Data to process: Begin
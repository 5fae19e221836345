//! The closed ex command table and command-word resolution.
//!
//! Resolution is a pure function over a static table: an exact name wins,
//! otherwise the first entry in declaration order whose name starts with the
//! lowercased word.

use std::fmt;

use crate::error::ExError;

use super::options::OptionName;

#[derive(Debug, Clone, Copy, PartialEq, Eq, Hash)]
pub enum Command {
    Append,
    Change,
    Copy,
    Delete,
    Edit,
    File,
    Global,
    Insert,
    Join,
    Mark,
    Marks,
    Move,
    Number,
    Notglobal,
    Print,
    Put,
    Quit,
    Read,
    Redo,
    Registers,
    Substitute,
    Set,
    Undo,
    Write,
    Wq,
    Xit,
    Yank,
    /// `=`: print a line number
    LineNumber,
    ShiftLeft,
    ShiftRight,
    /// `&`: repeat the last substitution
    Ampersand,
    /// `~`: repeat the last substitution with the last search pattern
    Tilde,
    /// An option's own command
    Option(OptionName),
}

/// Lines a command works on when it is given no address
#[derive(Debug, Clone, Copy, PartialEq, Eq)]
pub enum DefaultAddress {
    /// The current line
    Current,
    /// `1,$`
    Whole,
    /// `$`
    Last,
    /// Leave the range where it is
    Keep,
}

/// Base table in declaration order, synonyms included
const TABLE: &[(&str, Command)] = &[
    ("append", Command::Append),
    ("change", Command::Change),
    ("copy", Command::Copy),
    ("t", Command::Copy),
    ("delete", Command::Delete),
    ("edit", Command::Edit),
    ("file", Command::File),
    ("global", Command::Global),
    ("insert", Command::Insert),
    ("join", Command::Join),
    ("k", Command::Mark),
    ("move", Command::Move),
    ("mark", Command::Mark),
    ("marks", Command::Marks),
    ("number", Command::Number),
    ("#", Command::Number),
    ("notglobal", Command::Notglobal),
    ("print", Command::Print),
    ("put", Command::Put),
    ("quit", Command::Quit),
    ("read", Command::Read),
    ("redo", Command::Redo),
    ("registers", Command::Registers),
    ("display", Command::Registers),
    ("substitute", Command::Substitute),
    ("set", Command::Set),
    ("undo", Command::Undo),
    ("v", Command::Notglobal),
    ("write", Command::Write),
    ("wq", Command::Wq),
    ("xit", Command::Xit),
    ("yank", Command::Yank),
    ("=", Command::LineNumber),
    ("<", Command::ShiftLeft),
    (">", Command::ShiftRight),
    ("&", Command::Ampersand),
    ("~", Command::Tilde),
];

/// Every name in declaration order: the base table, then option names, then
/// option abbreviations
fn entries() -> impl Iterator<Item = (&'static str, Command)> {
    let options = OptionName::ALL
        .into_iter()
        .map(|name| (name.name(), Command::Option(name)));
    let abbreviations = OptionName::ALL
        .into_iter()
        .filter_map(|name| Some((name.abbreviation()?, Command::Option(name))));
    TABLE.iter().copied().chain(options).chain(abbreviations)
}

impl Command {
    /// Resolve a command word
    pub fn lookup(word: &str) -> Result<Self, ExError> {
        if let Some((_, command)) = entries().find(|(name, _)| *name == word) {
            return Ok(command);
        }
        let lowered = word.to_lowercase();
        if !lowered.is_empty() {
            if let Some((_, command)) = entries().find(|(name, _)| name.starts_with(&lowered)) {
                return Ok(command);
            }
        }
        Err(ExError::UnknownCommand(word.to_string()))
    }

    /// Canonical name
    pub fn name(&self) -> &'static str {
        if let Command::Option(option) = self {
            return option.name();
        }
        TABLE
            .iter()
            .find(|(_, command)| command == self)
            .map_or("?", |(name, _)| name)
    }

    pub fn default_address(&self) -> DefaultAddress {
        match self {
            Command::Global
            | Command::Notglobal
            | Command::Write
            | Command::Wq
            | Command::Xit => DefaultAddress::Whole,
            Command::LineNumber => DefaultAddress::Last,
            Command::Undo
            | Command::Redo
            | Command::Set
            | Command::Option(_)
            | Command::Quit
            | Command::Edit
            | Command::File
            | Command::Registers
            | Command::Marks => DefaultAddress::Keep,
            _ => DefaultAddress::Current,
        }
    }

    /// Does the parameter carry a delimited pattern section (so `|` inside
    /// it does not end the command)?
    pub fn takes_pattern(&self) -> bool {
        matches!(
            self,
            Command::Substitute | Command::Ampersand | Command::Tilde
        )
    }

    /// Does the command consume the rest of the line, `|` included?
    pub fn takes_rest_of_line(&self) -> bool {
        matches!(self, Command::Global | Command::Notglobal)
    }
}

impl fmt::Display for Command {
    fn fmt(&self, f: &mut fmt::Formatter<'_>) -> fmt::Result {
        f.write_str(self.name())
    }
}

#[cfg(test)]
mod tests {
    use super::*;

    #[test]
    fn test_exact_and_prefix_lookup() {
        assert_eq!(Command::lookup("a").unwrap(), Command::Append);
        assert_eq!(Command::lookup("c").unwrap(), Command::Change);
        assert_eq!(Command::lookup("co").unwrap(), Command::Copy);
        assert_eq!(Command::lookup("t").unwrap(), Command::Copy);
        assert_eq!(Command::lookup("d").unwrap(), Command::Delete);
        assert_eq!(Command::lookup("m").unwrap(), Command::Move);
        assert_eq!(Command::lookup("ma").unwrap(), Command::Mark);
        assert_eq!(Command::lookup("marks").unwrap(), Command::Marks);
        assert_eq!(Command::lookup("s").unwrap(), Command::Substitute);
        assert_eq!(Command::lookup("se").unwrap(), Command::Set);
        assert_eq!(Command::lookup("u").unwrap(), Command::Undo);
        assert_eq!(Command::lookup("w").unwrap(), Command::Write);
        assert_eq!(Command::lookup("wq").unwrap(), Command::Wq);
        assert_eq!(Command::lookup("x").unwrap(), Command::Xit);
        assert_eq!(Command::lookup("P").unwrap(), Command::Print);
    }

    #[test]
    fn test_option_commands_resolve() {
        assert_eq!(
            Command::lookup("ai").unwrap(),
            Command::Option(OptionName::Autoindent)
        );
        assert_eq!(
            Command::lookup("ta").unwrap(),
            Command::Option(OptionName::Tabsize)
        );
        assert_eq!(
            Command::lookup("ig").unwrap(),
            Command::Option(OptionName::Ignorecase)
        );
    }

    #[test]
    fn test_unknown_command() {
        assert!(matches!(
            Command::lookup("zz"),
            Err(ExError::UnknownCommand(word)) if word == "zz"
        ));
    }

    #[test]
    fn test_default_addresses() {
        assert_eq!(Command::Global.default_address(), DefaultAddress::Whole);
        assert_eq!(Command::LineNumber.default_address(), DefaultAddress::Last);
        assert_eq!(Command::Undo.default_address(), DefaultAddress::Keep);
        assert_eq!(Command::Delete.default_address(), DefaultAddress::Current);
        assert_eq!(Command::Copy.name(), "copy");
    }
}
Data to process: End
== Exercise description ==
Could you output all of the records above exactly as given?

== Problem solution ==
repository 5fae19e221836345
//! The closed ex command table and command-word resolution.
//!
//! Resolution is a pure function over a static table: an exact name wins,
//! otherwise the first entry in declaration order whose name starts with the
//! lowercased word.

use std::fmt;

use crate::error::ExError;

use super::options::OptionName;

#[derive(Debug, Clone, Copy, PartialEq, Eq, Hash)]
pub enum Command {
    Append,
    Change,
    Copy,
    Delete,
    Edit,
    File,
    Global,
    Insert,
    Join,
    Mark,
    Marks,
    Move,
    Number,
    Notglobal,
    Print,
    Put,
    Quit,
    Read,
    Redo,
    Registers,
    Substitute,
    Set,
    Undo,
    Write,
    Wq,
    Xit,
    Yank,
    /// `=`: print a line number
    LineNumber,
    ShiftLeft,
    ShiftRight,
    /// `&`: repeat the last substitution
    Ampersand,
    /// `~`: repeat the last substitution with the last search pattern
    Tilde,
    /// An option's own command
    Option(OptionName),
}

/// Lines a command works on when it is given no address
#[derive(Debug, Clone, Copy, PartialEq, Eq)]
pub enum DefaultAddress {
    /// The current line
    Current,
    /// `1,$`
    Whole,
    /// `$`
    Last,
    /// Leave the range where it is
    Keep,
}

/// Base table in declaration order, synonyms included
const TABLE: &[(&str, Command)] = &[
    ("append", Command::Append),
    ("change", Command::Change),
    ("copy", Command::Copy),
    ("t", Command::Copy),
    ("delete", Command::Delete),
    ("edit", Command::Edit),
    ("file", Command::File),
    ("global", Command::Global),
    ("insert", Command::Insert),
    ("join", Command::Join),
    ("k", Command::Mark),
    ("move", Command::Move),
    ("mark", Command::Mark),
    ("marks", Command::Marks),
    ("number", Command::Number),
    ("#", Command::Number),
    ("notglobal", Command::Notglobal),
    ("print", Command::Print),
    ("put", Command::Put),
    ("quit", Command::Quit),
    ("read", Command::Read),
    ("redo", Command::Redo),
    ("registers", Command::Registers),
    ("display", Command::Registers),
    ("substitute", Command::Substitute),
    ("set", Command::Set),
    ("undo", Command::Undo),
    ("v", Command::Notglobal),
    ("write", Command::Write),
    ("wq", Command::Wq),
    ("xit", Command::Xit),
    ("yank", Command::Yank),
    ("=", Command::LineNumber),
    ("<", Command::ShiftLeft),
    (">", Command::ShiftRight),
    ("&", Command::Ampersand),
    ("~", Command::Tilde),
];

/// Every name in declaration order: the base table, then option names, then
/// option abbreviations
fn entries() -> impl Iterator<Item = (&'static str, Command)> {
    let options = OptionName::ALL
        .into_iter()
        .map(|name| (name.name(), Command::Option(name)));
    let abbreviations = OptionName::ALL
        .into_iter()
        .filter_map(|name| Some((name.abbreviation()?, Command::Option(name))));
    TABLE.iter().copied().chain(options).chain(abbreviations)
}

impl Command {
    /// Resolve a command word
    pub fn lookup(word: &str) -> Result<Self, ExError> {
        if let Some((_, command)) = entries().find(|(name, _)| *name == word) {
            return Ok(command);
        }
        let lowered = word.to_lowercase();
        if !lowered.is_empty() {
            if let Some((_, command)) = entries().find(|(name, _)| name.starts_with(&lowered)) {
                return Ok(command);
            }
        }
        Err(ExError::UnknownCommand(word.to_string()))
    }

    /// Canonical name
    pub fn name(&self) -> &'static str {
        if let Command::Option(option) = self {
            return option.name();
        }
        TABLE
            .iter()
            .find(|(_, command)| command == self)
            .map_or("?", |(name, _)| name)
    }

    pub fn default_address(&self) -> DefaultAddress {
        match self {
            Command::Global
            | Command::Notglobal
            | Command::Write
            | Command::Wq
            | Command::Xit => DefaultAddress::Whole,
            Command::LineNumber => DefaultAddress::Last,
            Command::Undo
            | Command::Redo
            | Command::Set
            | Command::Option(_)
            | Command::Quit
            | Command::Edit
            | Command::File
            | Command::Registers
            | Command::Marks => DefaultAddress::Keep,
            _ => DefaultAddress::Current,
        }
    }

    /// Does the parameter carry a delimited pattern section (so `|` inside
    /// it does not end the command)?
    pub fn takes_pattern(&self) -> bool {
        matches!(
            self,
            Command::Substitute | Command::Ampersand | Command::Tilde
        )
    }

    /// Does the command consume the rest of the line, `|` included?
    pub fn takes_rest_of_line(&self) -> bool {
        matches!(self, Command::Global | Command::Notglobal)
    }
}

impl fmt::Display for Command {
    fn fmt(&self, f: &mut fmt::Formatter<'_>) -> fmt::Result {
        f.write_str(self.name())
    }
}

#[cfg(test)]
mod tests {
    use super::*;

    #[test]
    fn test_exact_and_prefix_lookup() {
        assert_eq!(Command::lookup("a").unwrap(), Command::Append);
        assert_eq!(Command::lookup("c").unwrap(), Command::Change);
        assert_eq!(Command::lookup("co").unwrap(), Command::Copy);
        assert_eq!(Command::lookup("t").unwrap(), Command::Copy);
        assert_eq!(Command::lookup("d").unwrap(), Command::Delete);
        assert_eq!(Command::lookup("m").unwrap(), Command::Move);
        assert_eq!(Command::lookup("ma").unwrap(), Command::Mark);
        assert_eq!(Command::lookup("marks").unwrap(), Command::Marks);
        assert_eq!(Command::lookup("s").unwrap(), Command::Substitute);
        assert_eq!(Command::lookup("se").unwrap(), Command::Set);
        assert_eq!(Command::lookup("u").unwrap(), Command::Undo);
        assert_eq!(Command::lookup("w").unwrap(), Command::Write);
        assert_eq!(Command::lookup("wq").unwrap(), Command::Wq);
        assert_eq!(Command::lookup("x").unwrap(), Command::Xit);
        assert_eq!(Command::lookup("P").unwrap(), Command::Print);
    }

    #[test]
    fn test_option_commands_resolve() {
        assert_eq!(
            Command::lookup("ai").unwrap(),
            Command::Option(OptionName::Autoindent)
        );
        assert_eq!(
            Command::lookup("ta").unwrap(),
            Command::Option(OptionName::Tabsize)
        );
        assert_eq!(
            Command::lookup("ig").unwrap(),
            Command::Option(OptionName::Ignorecase)
        );
    }

    #[test]
    fn test_unknown_command() {
        assert!(matches!(
            Command::lookup("zz"),
            Err(ExError::UnknownCommand(word)) if word == "zz"
        ));
    }

    #[test]
    fn test_default_addresses() {
        assert_eq!(Command::Global.default_address(), DefaultAddress::Whole);
        assert_eq!(Command::LineNumber.default_address(), DefaultAddress::Last);
        assert_eq!(Command::Undo.default_address(), DefaultAddress::Keep);
        assert_eq!(Command::Delete.default_address(), DefaultAddress::Current);
        assert_eq!(Command::Copy.name(), "copy");
    }
}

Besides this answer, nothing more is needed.